Se de uma maneira geral para o restante do Brasil Carlos Moreno é apenas o moço simpático da Bombril, para o público paulistano ele é um ator que transcende a tudo isso. Carlos está há vinte e seis anos caminhando nessa longa estrada da vida artística. A coisa toda começou com o grupo Pod Minoga, um nome estranho de origem polonesa , retirado de um livro de ficção (Café Pod Minoga) que havia na estante da casa da atriz Mira Haar.
Minoga é uma espécie de sardinha, manjuba, ou coisa que o valha. Escolhemos mais pelo som do que pelo significado- conta Moreno. O grupo, que durou oito anos, era composto, além dele e Mira Haar, por Flávio de Souza, Naum Alves de Souza e Dionísio Jacob. Tudo era criação coletiva de texto a cenografia, passando por figurinos.
O espaço para as montagens - uma por ano, em média - era numa garagem onde foi erguida uma arquibancada para quarenta pessoas. O que a gente queria fazer mesmo era se divertir, fazer um trabalho prazeroso- explica. Comédias, só comédias. Fazer rir era o grande objetivo do grupo. Tudo nasceu nas aulas de teatro que até o começo dos anos 70 eram dadas na FAAP.
Lá, Carlos Moreno fazia artes plásticas mas apaixonou-se pelo teatro. Aí veio o fechamento do curso - ministrado por Naum Alves - e ficou um núcleo que queria continuar. Nascia o Pod Minoga. A gente fazia tudo junto, ia ao cinema, teatro, éramos grudados- lembra-se. Mas veio o divórcio. Sem grande traumas, cada um foi cuidar da sua vida.

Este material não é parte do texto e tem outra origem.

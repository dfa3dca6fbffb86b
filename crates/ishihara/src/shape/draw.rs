//! Draw commands emitted for accepted shapes.
use glam::DVec2;

use crate::color::Color;
use crate::shape::polygon::even_odd_contains;

/// Geometry of one filled path.
#[derive(Clone, Debug, PartialEq)]
pub enum DrawGeometry {
    Circle { center: DVec2, radius: f64 },
    Polygon { points: Vec<DVec2> },
}

impl DrawGeometry {
    /// Axis-aligned bounds as `(min, max)`.
    pub fn bounds(&self) -> (DVec2, DVec2) {
        match self {
            DrawGeometry::Circle { center, radius } => {
                (*center - DVec2::splat(*radius), *center + DVec2::splat(*radius))
            }
            DrawGeometry::Polygon { points } => points.iter().fold(
                (DVec2::splat(f64::INFINITY), DVec2::splat(f64::NEG_INFINITY)),
                |(lo, hi), p| (lo.min(*p), hi.max(*p)),
            ),
        }
    }

    /// Whether `p` falls inside the filled path (even-odd rule for polygons).
    pub fn contains(&self, p: DVec2) -> bool {
        match self {
            DrawGeometry::Circle { center, radius } => {
                center.distance_squared(p) <= radius * radius
            }
            DrawGeometry::Polygon { points } => {
                let edges = points
                    .iter()
                    .zip(points.iter().cycle().skip(1))
                    .map(|(a, b)| (*a, *b));
                even_odd_contains(edges, p)
            }
        }
    }
}

/// A filled path and its color.
#[derive(Clone, Debug, PartialEq)]
pub struct DrawCommand {
    pub geometry: DrawGeometry,
    pub color: Color,
}

impl DrawCommand {
    pub fn new(geometry: DrawGeometry, color: Color) -> Self {
        Self { geometry, color }
    }
}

Carlos, por sua vez, ficou dois anos, de 79 a 81, em Los Angeles fazendo pós-graduação - ele é arquiteto de formação, mas nunca exerceu o ofício. Quando voltei não imaginava o que fazer com a carreira solo- conta. As coisas foram se ajeitando, se ajeitando. Foi trabalhando com diretores dos mais diferentes naipes (Márcia Abujamra, Bia Lessa, José Posso Neto), além de atuar também como cenógrafo em outros tantos espetáculos.
No cinema, teve atuação na comédia Fogo e Paixão, de 88, além da participação em alguns curtas. Na Televisão, de 89 a 90, fez o Euclides, um dos personagens do programa Rá-Tim-Bum que deu origem ao aclamado Castelo Rá-Tim-Bum. Falando em televisão, o veículo que o projetou, Carlos recebeu diversos convites para fazer novela e também programas de humor (desses aceitou uma coisinha aqui ou ali).
Os convites para novelas pintavam da mesma maneira que despintavam. Era sempre pra fazer personagens tímidos ou engraçados. Hoje ele admite que não aceitaria fazer o principal produto de exportação da televisão brasileira. Não é preconceito... Mas eu acredito que não vão me chamar para fazer algo bacana. Além disso, você não tem controle sobre seu personagem, ou seja, você recebe uma sinopse e depois de dois meses não sabe o fim que ele levará- analisa. Em outras palavras, o ator não precisa, por razões óbvias, colocar mais sua cara na televisão para as pessoas o conhecerem. Já tenho meu espaço e com um trabalho de qualidade- diz. E tem mesmo!!(A.M.J.).